Hasta ahora pude corroborar suficiente del origen del caballo y las coincidencias son interesantes de acotar. En primer lugar fue criado por otro tío nuestro, Alberto Uribe Ramírez, aquel casado con mi tía Cecilia Izquierdo, el mismo que me llamaba Terremoto y a mi hermana Claudia, la mosquita muerta, Ciruelita. Nació en 1954, corrió efectivamente en el Hipódromo bajo las sedas de Humberto Linares, el abuelo de mis amigos golfistas Alfonso y Chepe, probablemente entre el ’57 y el ’60 y cuando nosotros lo conocimos en 1961, tenía solamente 7 años. Vivió hasta que, en nuestra adolescencia, dejamos de acompañar al abuelo y cuando volvimos a Cortés ya lo había reemplazado su hijo El Pielroja.
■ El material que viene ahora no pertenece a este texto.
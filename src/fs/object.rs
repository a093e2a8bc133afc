//! Operations shared by the OpenDAL-backed providers (S3, MinIO, GCS).

use anyhow::{Context, Result};
use chrono::{DateTime, NaiveDateTime, Utc};
use opendal::{ErrorKind, Metadata, Operator};
use tokio::io::{AsyncReadExt, AsyncWriteExt};
use tracing::debug;

use crate::fs::backend::{ContentReader, ContentWriter};
use crate::fs::types::{meta_keys, ObjectMetadata, RemoteFileInfo};

const READ_CHUNK: usize = 64 * 1024;

/// Normalize a key for OpenDAL (no leading slash).
pub(crate) fn clean_key(key: &str) -> &str {
    key.trim_start_matches('/')
}

/// Turn a prefix into a directory path OpenDAL can list.
pub(crate) fn list_root(prefix: &str) -> String {
    let prefix = clean_key(prefix);
    if prefix.is_empty() || prefix.ends_with('/') {
        prefix.to_string()
    } else {
        format!("{}/", prefix)
    }
}

/// Prefer a real object version, then the ETag without quotes.
pub(crate) fn version_of(meta: &Metadata) -> String {
    meta.version()
        .map(str::to_string)
        .or_else(|| meta.etag().map(|e| e.trim_matches('"').to_string()))
        .unwrap_or_default()
}

/// Parse a timestamp rendered either as RFC3339 or as `YYYY-MM-DD HH:MM:SS UTC`.
pub(crate) fn parse_timestamp(raw: &str) -> Option<DateTime<Utc>> {
    if let Ok(ts) = DateTime::parse_from_rfc3339(raw) {
        return Some(ts.with_timezone(&Utc));
    }
    let trimmed = raw.trim().trim_end_matches("UTC").trim_end();
    NaiveDateTime::parse_from_str(trimmed, "%Y-%m-%d %H:%M:%S%.f")
        .ok()
        .map(|naive| naive.and_utc())
}

fn last_modified_of(meta: &Metadata) -> Option<DateTime<Utc>> {
    meta.last_modified()
        .and_then(|ts| parse_timestamp(&ts.to_string()))
}

pub(crate) async fn upload(
    operator: &Operator,
    key: &str,
    content: ContentReader<'_>,
    metadata: &ObjectMetadata,
) -> Result<String> {
    let key = clean_key(key);

    let mut body = Vec::new();
    let mut chunk = vec![0u8; READ_CHUNK];
    loop {
        let n = content
            .read(&mut chunk)
            .await
            .context("Failed to read upload body")?;
        if n == 0 {
            break;
        }
        body.extend_from_slice(&chunk[..n]);
    }

    let content_type = metadata
        .get(meta_keys::CONTENT_TYPE)
        .cloned()
        .unwrap_or_else(|| "application/octet-stream".to_string());

    operator
        .write_with(key, body)
        .content_type(&content_type)
        .user_metadata(metadata.clone())
        .await
        .with_context(|| format!("Failed to write object {}", key))?;

    let meta = operator
        .stat(key)
        .await
        .with_context(|| format!("Failed to stat uploaded object {}", key))?;

    Ok(version_of(&meta))
}

pub(crate) async fn download(
    operator: &Operator,
    key: &str,
    output: ContentWriter<'_>,
    version_id: Option<&str>,
) -> Result<ObjectMetadata> {
    let key = clean_key(key);
    let versioned = version_id.filter(|v| {
        !v.is_empty() && operator.info().full_capability().read_with_version
    });

    let (content, meta) = match versioned {
        Some(version) => {
            let content = operator
                .read_with(key)
                .version(version)
                .await
                .with_context(|| format!("Failed to read object {}@{}", key, version))?;
            let meta = operator
                .stat_with(key)
                .version(version)
                .await
                .with_context(|| format!("Failed to stat object {}@{}", key, version))?;
            (content, meta)
        }
        None => {
            if let Some(version) = version_id {
                debug!(key, version, "Provider cannot read by version, using latest");
            }
            let content = operator
                .read(key)
                .await
                .with_context(|| format!("Failed to read object {}", key))?;
            let meta = operator
                .stat(key)
                .await
                .with_context(|| format!("Failed to stat object {}", key))?;
            (content, meta)
        }
    };

    output
        .write_all(&content.to_vec())
        .await
        .context("Failed to write downloaded content")?;
    output.flush().await?;

    Ok(meta.user_metadata().cloned().unwrap_or_default())
}

pub(crate) async fn delete(operator: &Operator, key: &str) -> Result<()> {
    let key = clean_key(key);
    operator
        .delete(key)
        .await
        .with_context(|| format!("Failed to delete object {}", key))?;
    Ok(())
}

pub(crate) async fn list(operator: &Operator, prefix: &str) -> Result<Vec<RemoteFileInfo>> {
    let root = list_root(prefix);
    let entries = operator
        .list_with(&root)
        .recursive(true)
        .await
        .with_context(|| format!("Failed to list prefix '{}'", root))?;

    let mut result = Vec::new();
    for entry in entries {
        if entry.metadata().mode().is_dir() {
            continue;
        }
        let key = entry.path().to_string();

        // Some services omit timestamps from listings; fall back to stat.
        let (size, last_modified, etag) = match last_modified_of(entry.metadata()) {
            Some(modified) => (
                entry.metadata().content_length(),
                modified,
                version_of(entry.metadata()),
            ),
            None => {
                let meta = operator
                    .stat(&key)
                    .await
                    .with_context(|| format!("Failed to stat object {}", key))?;
                (
                    meta.content_length(),
                    last_modified_of(&meta).unwrap_or_else(Utc::now),
                    version_of(&meta),
                )
            }
        };

        result.push(RemoteFileInfo {
            key,
            size,
            last_modified,
            etag,
        });
    }

    result.sort_by(|a, b| a.key.cmp(&b.key));
    Ok(result)
}

pub(crate) async fn exists(operator: &Operator, key: &str) -> Result<bool> {
    match operator.stat(clean_key(key)).await {
        Ok(_) => Ok(true),
        Err(e) if e.kind() == ErrorKind::NotFound => Ok(false),
        Err(e) => Err(e).with_context(|| format!("Failed to stat object {}", key)),
    }
}
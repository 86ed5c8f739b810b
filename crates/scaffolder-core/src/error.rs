//! Error taxonomy for the generation engine
//!
//! Every variant is terminal for an invocation: nothing inside the engine
//! retries or recovers.

use std::io;
use std::path::PathBuf;
use thiserror::Error;

/// Errors produced while normalizing answers or materializing a project
#[derive(Debug, Error)]
pub enum ScaffoldError {
    /// Bad or missing required input; nothing has been written
    #[error("invalid configuration: {0}")]
    InvalidConfig(String),

    /// The target root already exists; nothing has been written
    #[error("project \"{}\" already exists", .0.display())]
    TargetExists(PathBuf),

    /// A directory create or file write failed; earlier writes are left in place
    #[error("failed to write {}", path.display())]
    Storage {
        path: PathBuf,
        #[source]
        source: io::Error,
    },

    /// A preset file could not be read or parsed
    #[error("invalid preset file {}: {message}", path.display())]
    Preset { path: PathBuf, message: String },

    #[error("failed to serialize generated JSON")]
    Serialize(#[from] serde_json::Error),
}

impl ScaffoldError {
    pub(crate) fn storage(path: impl Into<PathBuf>, source: io::Error) -> Self {
        Self::Storage {
            path: path.into(),
            source,
        }
    }
}

pub type Result<T, E = ScaffoldError> = std::result::Result<T, E>;
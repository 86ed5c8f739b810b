//! Response shape declarations emitted for typed projects

pub const MESSAGE_RESPONSE: &str = "export interface MessageResponse {
  message: string;
}
";

pub const ERROR_RESPONSE: &str = "export interface ErrorResponse {
  message: string;
  stack?: string;
}
";
//! Lint and type-check configuration files

use crate::config::Variant;
use crate::error::Result;
use serde::Serialize;
use serde_json::{json, Value};

/// `.eslintrc.json`
pub fn lint_config(variant: Variant) -> Value {
    match variant {
        Variant::Typed => json!({
            "root": true,
            "env": {
                "node": true,
                "jest": true
            },
            "parser": "@typescript-eslint/parser",
            "parserOptions": {
                "project": ["./tsconfig.json"]
            },
            "extends": "airbnb-typescript/base",
            "plugins": ["import", "@typescript-eslint"],
            "rules": {
                "comma-dangle": 0,
                "no-underscore-dangle": 0,
                "no-param-reassign": 0,
                "no-return-assign": 0,
                "camelcase": 0,
                "import/extensions": 0,
                "@typescript-eslint/no-redeclare": 0
            },
            "settings": {
                "import/parsers": {
                    "@typescript-eslint/parser": [".ts", ".tsx"]
                },
                "import/resolver": {
                    "typescript": {}
                }
            }
        }),
        Variant::Untyped => json!({
            "env": {
                "node": true,
                "es6": true
            },
            "extends": "eslint:recommended",
            "parserOptions": {
                "sourceType": "module"
            },
            "rules": {
                "no-console": "off"
            }
        }),
    }
}

/// `tsconfig.json`; compiled output uses CommonJS
pub fn type_check_config() -> Value {
    json!({
        "compilerOptions": {
            "outDir": "dist",
            "sourceMap": true,
            "target": "esnext",
            "module": "commonjs",
            "esModuleInterop": true,
            "forceConsistentCasingInFileNames": true,
            "noImplicitAny": true,
            "strict": true,
            "skipLibCheck": true
        },
        "include": ["./*.js", "src/**/*.ts", "test/**/*.ts"]
    })
}

/// Two-space pretty JSON with a trailing newline
pub fn render_json<T: Serialize>(value: &T) -> Result<String> {
    let mut out = serde_json::to_string_pretty(value)?;
    out.push('\n');
    Ok(out)
}

#[cfg(test)]
mod tests {
    use super::*;

    #[test]
    fn test_lint_config_keyed_by_variant() {
        let ts = lint_config(Variant::Typed);
        assert_eq!(ts["parser"], "@typescript-eslint/parser");
        assert_eq!(ts["parserOptions"]["project"][0], "./tsconfig.json");

        let js = lint_config(Variant::Untyped);
        assert_eq!(js["extends"], "eslint:recommended");
        assert_eq!(js["parserOptions"]["sourceType"], "module");
        assert!(js.get("parser").is_none());
    }

    #[test]
    fn test_type_check_config_targets_commonjs() {
        let tsconfig = type_check_config();
        assert_eq!(tsconfig["compilerOptions"]["module"], "commonjs");
        assert_eq!(tsconfig["compilerOptions"]["outDir"], "dist");
    }

    #[test]
    fn test_render_json_keeps_key_order() {
        let rendered = render_json(&lint_config(Variant::Untyped)).unwrap();
        assert!(rendered.starts_with("{\n  \"env\": {\n    \"node\": true,"));
        assert!(rendered.ends_with("}\n"));
        assert!(rendered.find("\"env\"").unwrap() < rendered.find("\"rules\"").unwrap());
    }
}
//! Dependency resolution for the generated `package.json`
//!
//! A fixed base set is extended by one package group per enabled feature
//! gate. Groups never share package names, so applying them is idempotent and
//! the order they are applied in does not change the result.

use crate::config::ProjectConfig;
use serde::Serialize;
use std::collections::BTreeMap;

/// A static list of `(package, version constraint)` pairs
pub type PackageGroup = &'static [(&'static str, &'static str)];

pub const BASE_DEPENDENCIES: PackageGroup = &[
    ("express", "^4.21.1"),
    ("cors", "^2.8.5"),
    ("dotenv", "^16.4.5"),
    ("helmet", "^8.0.0"),
    ("morgan", "^1.10.0"),
];

// eslint stays on 8.x: the generated config is `.eslintrc.json`
pub const BASE_DEV_DEPENDENCIES: PackageGroup = &[("nodemon", "^3.1.7"), ("eslint", "^8.57.0")];

pub const DOCUMENT_STORE_DEPENDENCIES: PackageGroup = &[
    ("mongoose", "^7.3.2"),
    ("express-mongo-sanitize", "^2.2.0"),
];

pub const MEDIA_CLOUD_DEPENDENCIES: PackageGroup = &[("cloudinary", "^1.37.2")];

pub const TYPED_DEV_DEPENDENCIES: PackageGroup = &[
    ("typescript", "^5.6.3"),
    ("ts-node", "^10.9.2"),
    ("@types/express", "^4.17.20"),
    ("@types/cors", "^2.8.17"),
    ("@types/morgan", "^1.9.9"),
    ("@types/node", "^22.7.5"),
    ("@typescript-eslint/eslint-plugin", "^7.16.1"),
    ("@typescript-eslint/parser", "^7.16.1"),
    ("eslint-config-airbnb-typescript", "^18.0.0"),
    ("eslint-plugin-import", "^2.29.1"),
    ("eslint-import-resolver-typescript", "^3.6.1"),
];

/// Which manifest section a package group lands in
#[derive(Debug, Clone, Copy, PartialEq, Eq)]
pub enum Scope {
    Runtime,
    Development,
}

/// Optional package group switched on by a configuration choice
#[derive(Debug, Clone, Copy, PartialEq, Eq, Hash)]
pub enum Gate {
    DocumentStore,
    Typed,
    MediaCloud,
}

impl Gate {
    pub const ALL: [Gate; 3] = [Gate::DocumentStore, Gate::Typed, Gate::MediaCloud];

    pub fn scope(self) -> Scope {
        match self {
            Gate::DocumentStore | Gate::MediaCloud => Scope::Runtime,
            Gate::Typed => Scope::Development,
        }
    }

    pub fn packages(self) -> PackageGroup {
        match self {
            Gate::DocumentStore => DOCUMENT_STORE_DEPENDENCIES,
            Gate::Typed => TYPED_DEV_DEPENDENCIES,
            Gate::MediaCloud => MEDIA_CLOUD_DEPENDENCIES,
        }
    }

    pub fn is_enabled(self, config: &ProjectConfig) -> bool {
        match self {
            Gate::DocumentStore => config.database().is_enabled(),
            Gate::Typed => config.variant().is_typed(),
            Gate::MediaCloud => config.media_cloud(),
        }
    }

    /// Gates switched on by `config`
    pub fn enabled_for(config: &ProjectConfig) -> Vec<Gate> {
        Self::ALL
            .into_iter()
            .filter(|gate| gate.is_enabled(config))
            .collect()
    }
}

/// Runtime and development dependency maps, keyed by package name
#[derive(Debug, Clone, Default, PartialEq, Eq, Serialize)]
pub struct DependencySet {
    pub runtime: BTreeMap<String, String>,
    pub development: BTreeMap<String, String>,
}

impl DependencySet {
    /// The packages every generated project depends on
    pub fn base() -> Self {
        let mut set = Self::default();
        set.union(Scope::Runtime, BASE_DEPENDENCIES);
        set.union(Scope::Development, BASE_DEV_DEPENDENCIES);
        set
    }

    /// Merge a package group into one section
    pub fn union(&mut self, scope: Scope, packages: PackageGroup) {
        let target = match scope {
            Scope::Runtime => &mut self.runtime,
            Scope::Development => &mut self.development,
        };
        for (name, version) in packages {
            target.insert((*name).to_string(), (*version).to_string());
        }
    }

    pub fn apply(&mut self, gate: Gate) {
        self.union(gate.scope(), gate.packages());
    }

    /// Whether a package appears in either section
    pub fn contains(&self, name: &str) -> bool {
        self.runtime.contains_key(name) || self.development.contains_key(name)
    }
}

/// Resolve the full dependency set for a configuration
pub fn resolve(config: &ProjectConfig) -> DependencySet {
    resolve_gates(&Gate::enabled_for(config))
}

/// Base set plus every gate in `gates`, in the given order
pub fn resolve_gates(gates: &[Gate]) -> DependencySet {
    let mut set = DependencySet::base();
    for gate in gates {
        set.apply(*gate);
    }
    set
}
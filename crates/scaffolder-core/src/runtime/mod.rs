//! Runtime detection
//!
//! This module provides:
//! - Node.js / npm detection for the post-generation summary
//! - Minimum version checks

pub mod check;
pub mod version;

pub use check::{advisories, check_node, check_npm, check_toolchain, RuntimeInfo};
//! Detection of the Node.js toolchain a generated project needs

use super::version::{check_minimum, MIN_NODE_VERSION};
use std::process::Command;

/// Runtime detection result
#[derive(Debug, Clone, PartialEq, Eq)]
pub struct RuntimeInfo {
    pub name: &'static str,
    pub version: Option<String>,
    pub available: bool,
}

impl RuntimeInfo {
    fn missing(name: &'static str) -> Self {
        Self {
            name,
            version: None,
            available: false,
        }
    }
}

/// Run `<binary> --version` and report what came back
fn probe(binary: &str, name: &'static str) -> RuntimeInfo {
    match Command::new(binary).arg("--version").output() {
        Ok(out) if out.status.success() => RuntimeInfo {
            name,
            version: Some(String::from_utf8_lossy(&out.stdout).trim().to_string()),
            available: true,
        },
        _ => RuntimeInfo::missing(name),
    }
}

/// Check if Node.js is available
pub fn check_node() -> RuntimeInfo {
    probe("node", "Node.js")
}

/// Check if npm is available
pub fn check_npm() -> RuntimeInfo {
    // npm ships as npm.cmd on Windows
    if cfg!(windows) {
        probe("npm.cmd", "npm")
    } else {
        probe("npm", "npm")
    }
}

/// Warnings for a set of detection results. Never fatal: the project is
/// generated either way.
pub fn advisories(node: &RuntimeInfo, npm: &RuntimeInfo) -> Vec<String> {
    let mut warnings = Vec::new();

    if !node.available {
        warnings.push("Node.js not found (install from https://nodejs.org)".to_string());
    } else if let Some(warning) = node
        .version
        .as_deref()
        .and_then(|v| check_minimum(v, MIN_NODE_VERSION))
    {
        warnings.push(warning);
    }

    if !npm.available {
        warnings.push("npm not found; install dependencies with your package manager".to_string());
    }

    warnings
}

/// Detect the toolchain and return any warnings
pub fn check_toolchain() -> Vec<String> {
    advisories(&check_node(), &check_npm())
}

#[cfg(test)]
mod tests {
    use super::*;

    fn found(name: &'static str, version: &str) -> RuntimeInfo {
        RuntimeInfo {
            name,
            version: Some(version.to_string()),
            available: true,
        }
    }

    #[test]
    fn test_no_warnings_for_supported_toolchain() {
        assert!(advisories(&found("Node.js", "v20.11.1"), &found("npm", "10.2.4")).is_empty());
    }

    #[test]
    fn test_missing_tools_warn() {
        let warnings = advisories(&RuntimeInfo::missing("Node.js"), &RuntimeInfo::missing("npm"));
        assert_eq!(warnings.len(), 2);
        assert!(warnings[0].contains("Node.js not found"));
    }

    #[test]
    fn test_old_node_warns() {
        let warnings = advisories(&found("Node.js", "v16.20.0"), &found("npm", "8.19.4"));
        assert_eq!(warnings.len(), 1);
        assert!(warnings[0].contains("18.0.0"));
    }

    #[test]
    fn test_probe_unknown_binary_is_missing() {
        let info = probe("definitely-not-a-real-binary-7f3a", "Nothing");
        assert!(!info.available);
        assert_eq!(info.version, None);
    }
}
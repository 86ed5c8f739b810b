//! Scaffolder Core - project generator for Express API backends
//!
//! Given a validated [`ProjectConfig`] (name, typed/untyped variant, optional
//! MongoDB, optional Cloudinary), the library deterministically produces a
//! complete, internally consistent project: `package.json`, `.env`, lint and
//! type-check configuration, and source stubs.
//!
//! # Architecture
//!
//! The library is organized into layers:
//!
//! - **Layer 1: Pure generation** - configuration model, dependency resolver,
//!   template registry, manifest builder, and the generation plan
//! - **Layer 2: Materialization** - applies a plan through a [`Storage`] backend
//! - **Layer 3: CLI/TUI Interface** - Optional cliclack-based prompts (feature-gated)
//!
//! # Feature Flags
//!
//! - `tui` (default): Enables the cliclack-based TUI prompts module
//!
//! # Example Usage (without TUI)
//!
//! ```no_run
//! use scaffolder_core::{materialize, Database, LocalStorage, ProjectConfig, Variant};
//! use std::path::Path;
//!
//! let config = ProjectConfig::new("demo", Variant::Typed, Database::DocumentStore, true)?;
//! let report = materialize(&config, Path::new("."), &LocalStorage)?;
//! println!("wrote {} files", report.artifacts.len());
//! # Ok::<(), scaffolder_core::ScaffoldError>(())
//! ```

pub mod config;
pub mod dependencies;
pub mod env;
pub mod error;
pub mod policy;
pub mod project;
pub mod runtime;
pub mod summary;
pub mod templates;

#[cfg(feature = "tui")]
pub mod tui;

// Re-export main types for convenience
pub use config::{Database, ProjectConfig, RawAnswers, Variant};
pub use dependencies::{resolve, DependencySet};
pub use env::EnvironmentTemplate;
pub use error::ScaffoldError;
pub use policy::{BodyValidationPolicy, Verdict};
pub use project::{
    materialize, plan, preview, FileArtifact, GenerationPlan, GenerationReport, LocalStorage,
    MemoryStorage, Storage,
};
pub use templates::{build_manifest, render, Manifest, TemplateKind};

#[cfg(feature = "tui")]
pub use tui::run;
Era además hijo de Pharyllis, el reproductor importado por David y Ernesto Puyana, el abuelo de mi esposa y de quien siempre me refiero con gran cariño como mi mentor y maestro, y de Jehader, una hija de Prince Jeddah importada de Argentina en los años cuarenta y comprada por tio Alberto con sus tragos, en un remate cuyo martillero fue Luis Restrepo.
Fueron días felices de grandes recuerdos, que mantienen vivas unas amistades inolvidables con mis primos y Jorge Soto.